▶ _YOUR INSTRUCTIONS_
Would you copy all lines in the data that contain the word "json"?

▶ _EXERCISE MATERIALS_

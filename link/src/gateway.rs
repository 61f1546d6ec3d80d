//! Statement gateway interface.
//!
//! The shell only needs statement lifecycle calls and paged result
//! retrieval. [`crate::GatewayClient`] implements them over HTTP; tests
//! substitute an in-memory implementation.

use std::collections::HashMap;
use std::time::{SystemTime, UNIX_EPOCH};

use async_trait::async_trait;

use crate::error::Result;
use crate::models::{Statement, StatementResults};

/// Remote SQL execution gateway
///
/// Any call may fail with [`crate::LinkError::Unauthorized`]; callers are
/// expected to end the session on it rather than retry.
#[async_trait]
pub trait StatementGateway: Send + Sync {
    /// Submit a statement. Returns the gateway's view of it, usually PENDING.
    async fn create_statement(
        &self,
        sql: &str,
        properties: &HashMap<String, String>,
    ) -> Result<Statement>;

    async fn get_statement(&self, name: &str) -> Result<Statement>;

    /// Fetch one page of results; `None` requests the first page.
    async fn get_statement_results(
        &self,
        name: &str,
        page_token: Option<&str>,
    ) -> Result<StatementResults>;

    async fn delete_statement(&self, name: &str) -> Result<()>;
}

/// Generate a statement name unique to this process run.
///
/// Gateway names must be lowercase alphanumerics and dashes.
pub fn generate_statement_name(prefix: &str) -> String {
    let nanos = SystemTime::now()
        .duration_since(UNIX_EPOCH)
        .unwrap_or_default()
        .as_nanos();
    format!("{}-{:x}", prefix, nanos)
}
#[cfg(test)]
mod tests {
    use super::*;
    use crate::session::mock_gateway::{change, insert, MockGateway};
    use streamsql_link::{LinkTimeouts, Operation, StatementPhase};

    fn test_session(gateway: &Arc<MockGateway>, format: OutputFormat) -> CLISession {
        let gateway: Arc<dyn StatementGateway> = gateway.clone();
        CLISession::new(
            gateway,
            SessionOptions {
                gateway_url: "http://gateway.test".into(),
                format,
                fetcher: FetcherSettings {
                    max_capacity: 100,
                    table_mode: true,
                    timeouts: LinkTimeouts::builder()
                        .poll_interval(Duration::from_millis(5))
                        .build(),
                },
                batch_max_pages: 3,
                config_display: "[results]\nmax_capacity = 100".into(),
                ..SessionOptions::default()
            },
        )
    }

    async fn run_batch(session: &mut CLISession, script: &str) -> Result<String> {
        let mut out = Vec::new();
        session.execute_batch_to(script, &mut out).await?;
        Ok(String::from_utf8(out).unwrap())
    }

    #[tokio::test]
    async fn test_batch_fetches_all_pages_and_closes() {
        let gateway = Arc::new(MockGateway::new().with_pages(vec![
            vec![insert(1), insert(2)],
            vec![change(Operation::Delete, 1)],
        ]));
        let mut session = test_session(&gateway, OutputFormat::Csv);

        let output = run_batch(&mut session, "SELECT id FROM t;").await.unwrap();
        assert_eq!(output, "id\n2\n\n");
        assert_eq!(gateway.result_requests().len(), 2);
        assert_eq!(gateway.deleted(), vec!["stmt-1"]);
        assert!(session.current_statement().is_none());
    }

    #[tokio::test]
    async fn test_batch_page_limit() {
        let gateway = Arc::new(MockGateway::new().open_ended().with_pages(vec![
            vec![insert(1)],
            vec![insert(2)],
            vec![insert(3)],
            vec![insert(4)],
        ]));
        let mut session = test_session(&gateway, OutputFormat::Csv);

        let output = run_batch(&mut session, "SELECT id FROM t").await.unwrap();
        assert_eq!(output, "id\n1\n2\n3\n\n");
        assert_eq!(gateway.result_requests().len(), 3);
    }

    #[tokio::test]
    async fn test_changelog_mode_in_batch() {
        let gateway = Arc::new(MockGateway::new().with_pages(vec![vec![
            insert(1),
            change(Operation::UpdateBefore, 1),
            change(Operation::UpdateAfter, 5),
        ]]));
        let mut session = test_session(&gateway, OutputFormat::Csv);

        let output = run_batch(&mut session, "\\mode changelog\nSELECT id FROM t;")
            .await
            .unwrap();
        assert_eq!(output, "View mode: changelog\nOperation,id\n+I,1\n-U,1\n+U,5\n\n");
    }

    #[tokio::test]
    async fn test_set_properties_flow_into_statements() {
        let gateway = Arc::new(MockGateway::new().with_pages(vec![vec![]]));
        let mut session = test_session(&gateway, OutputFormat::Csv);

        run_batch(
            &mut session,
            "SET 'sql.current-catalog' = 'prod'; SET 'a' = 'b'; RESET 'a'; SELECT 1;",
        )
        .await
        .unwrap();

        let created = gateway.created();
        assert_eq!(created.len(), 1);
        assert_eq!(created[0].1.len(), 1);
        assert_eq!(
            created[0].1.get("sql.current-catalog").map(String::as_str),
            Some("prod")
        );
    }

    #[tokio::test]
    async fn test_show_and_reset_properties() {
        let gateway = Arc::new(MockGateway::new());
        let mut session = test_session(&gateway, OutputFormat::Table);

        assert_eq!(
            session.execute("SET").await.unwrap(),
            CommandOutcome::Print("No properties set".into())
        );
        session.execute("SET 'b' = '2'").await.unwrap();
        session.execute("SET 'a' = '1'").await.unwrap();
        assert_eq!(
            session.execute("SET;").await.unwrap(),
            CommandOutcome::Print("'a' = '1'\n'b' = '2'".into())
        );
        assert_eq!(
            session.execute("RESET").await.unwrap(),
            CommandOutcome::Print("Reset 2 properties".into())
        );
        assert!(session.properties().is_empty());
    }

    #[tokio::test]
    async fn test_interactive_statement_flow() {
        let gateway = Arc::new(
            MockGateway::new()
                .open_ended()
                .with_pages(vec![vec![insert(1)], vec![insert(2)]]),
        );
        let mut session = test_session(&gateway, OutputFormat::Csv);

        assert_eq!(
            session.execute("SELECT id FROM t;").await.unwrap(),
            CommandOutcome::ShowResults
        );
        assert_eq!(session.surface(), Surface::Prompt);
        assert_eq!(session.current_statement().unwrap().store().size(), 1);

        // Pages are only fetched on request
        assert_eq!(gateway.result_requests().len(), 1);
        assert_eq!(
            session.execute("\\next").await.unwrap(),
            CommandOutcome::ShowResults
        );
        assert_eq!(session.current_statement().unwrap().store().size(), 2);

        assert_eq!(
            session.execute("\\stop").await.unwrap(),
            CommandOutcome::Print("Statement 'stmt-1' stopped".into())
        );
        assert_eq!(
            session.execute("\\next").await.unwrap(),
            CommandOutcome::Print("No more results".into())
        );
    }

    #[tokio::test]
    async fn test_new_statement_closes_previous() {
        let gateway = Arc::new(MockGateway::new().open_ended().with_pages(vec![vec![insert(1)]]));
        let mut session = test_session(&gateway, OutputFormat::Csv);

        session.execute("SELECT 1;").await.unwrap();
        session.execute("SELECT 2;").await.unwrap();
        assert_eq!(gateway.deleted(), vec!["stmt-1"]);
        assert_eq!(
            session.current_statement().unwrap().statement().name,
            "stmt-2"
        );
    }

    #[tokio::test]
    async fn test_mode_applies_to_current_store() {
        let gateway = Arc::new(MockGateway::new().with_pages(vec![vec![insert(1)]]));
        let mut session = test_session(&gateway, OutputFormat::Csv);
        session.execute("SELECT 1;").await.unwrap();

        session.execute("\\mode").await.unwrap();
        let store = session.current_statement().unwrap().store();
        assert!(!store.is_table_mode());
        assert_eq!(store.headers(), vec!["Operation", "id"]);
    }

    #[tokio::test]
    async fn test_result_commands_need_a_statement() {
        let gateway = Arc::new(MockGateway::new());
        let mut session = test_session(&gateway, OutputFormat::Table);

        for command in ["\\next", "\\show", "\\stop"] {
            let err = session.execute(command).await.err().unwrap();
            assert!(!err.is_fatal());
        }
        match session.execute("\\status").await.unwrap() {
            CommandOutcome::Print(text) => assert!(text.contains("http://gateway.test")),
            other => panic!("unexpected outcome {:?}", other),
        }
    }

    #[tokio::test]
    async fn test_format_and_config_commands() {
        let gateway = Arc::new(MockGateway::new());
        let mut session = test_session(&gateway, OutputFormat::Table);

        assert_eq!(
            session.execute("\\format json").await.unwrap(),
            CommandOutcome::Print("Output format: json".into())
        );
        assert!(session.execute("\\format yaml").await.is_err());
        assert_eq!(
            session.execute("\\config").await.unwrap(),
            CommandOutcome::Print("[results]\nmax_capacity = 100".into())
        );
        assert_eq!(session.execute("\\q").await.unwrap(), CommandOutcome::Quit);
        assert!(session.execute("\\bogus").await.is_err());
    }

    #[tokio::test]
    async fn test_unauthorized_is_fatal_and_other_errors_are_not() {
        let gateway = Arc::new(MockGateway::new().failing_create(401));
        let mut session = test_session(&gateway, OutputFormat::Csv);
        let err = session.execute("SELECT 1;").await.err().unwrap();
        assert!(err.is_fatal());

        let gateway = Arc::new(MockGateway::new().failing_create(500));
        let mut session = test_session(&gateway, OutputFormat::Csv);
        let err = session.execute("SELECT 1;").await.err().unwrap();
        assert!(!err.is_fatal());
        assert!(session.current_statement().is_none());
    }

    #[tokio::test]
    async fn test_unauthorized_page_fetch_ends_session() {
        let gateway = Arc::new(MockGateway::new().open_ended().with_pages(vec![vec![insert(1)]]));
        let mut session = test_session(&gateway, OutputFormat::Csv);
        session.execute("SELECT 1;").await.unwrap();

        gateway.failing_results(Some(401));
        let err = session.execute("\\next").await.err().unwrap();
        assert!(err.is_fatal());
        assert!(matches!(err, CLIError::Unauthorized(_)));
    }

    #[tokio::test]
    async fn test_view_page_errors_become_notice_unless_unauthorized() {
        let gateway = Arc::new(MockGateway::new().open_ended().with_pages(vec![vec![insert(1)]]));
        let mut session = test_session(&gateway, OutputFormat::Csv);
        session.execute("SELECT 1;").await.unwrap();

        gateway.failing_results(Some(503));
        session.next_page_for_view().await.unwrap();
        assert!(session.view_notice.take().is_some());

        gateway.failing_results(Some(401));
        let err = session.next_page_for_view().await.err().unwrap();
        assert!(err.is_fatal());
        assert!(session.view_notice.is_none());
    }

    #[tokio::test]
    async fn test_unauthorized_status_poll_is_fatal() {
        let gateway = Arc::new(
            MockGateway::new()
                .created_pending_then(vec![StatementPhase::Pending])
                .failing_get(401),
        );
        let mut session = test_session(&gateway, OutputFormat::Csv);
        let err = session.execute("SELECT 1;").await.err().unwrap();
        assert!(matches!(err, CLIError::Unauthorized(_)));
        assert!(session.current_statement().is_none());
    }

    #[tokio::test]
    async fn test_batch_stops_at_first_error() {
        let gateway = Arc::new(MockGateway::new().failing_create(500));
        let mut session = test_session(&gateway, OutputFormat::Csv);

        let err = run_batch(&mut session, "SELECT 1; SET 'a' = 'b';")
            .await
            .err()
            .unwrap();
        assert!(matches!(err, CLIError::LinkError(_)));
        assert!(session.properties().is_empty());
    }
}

▶ _REPLY_
            session.execute("\\format json").await.unwrap(),
            CommandOutcome::Print("Output format: json".into())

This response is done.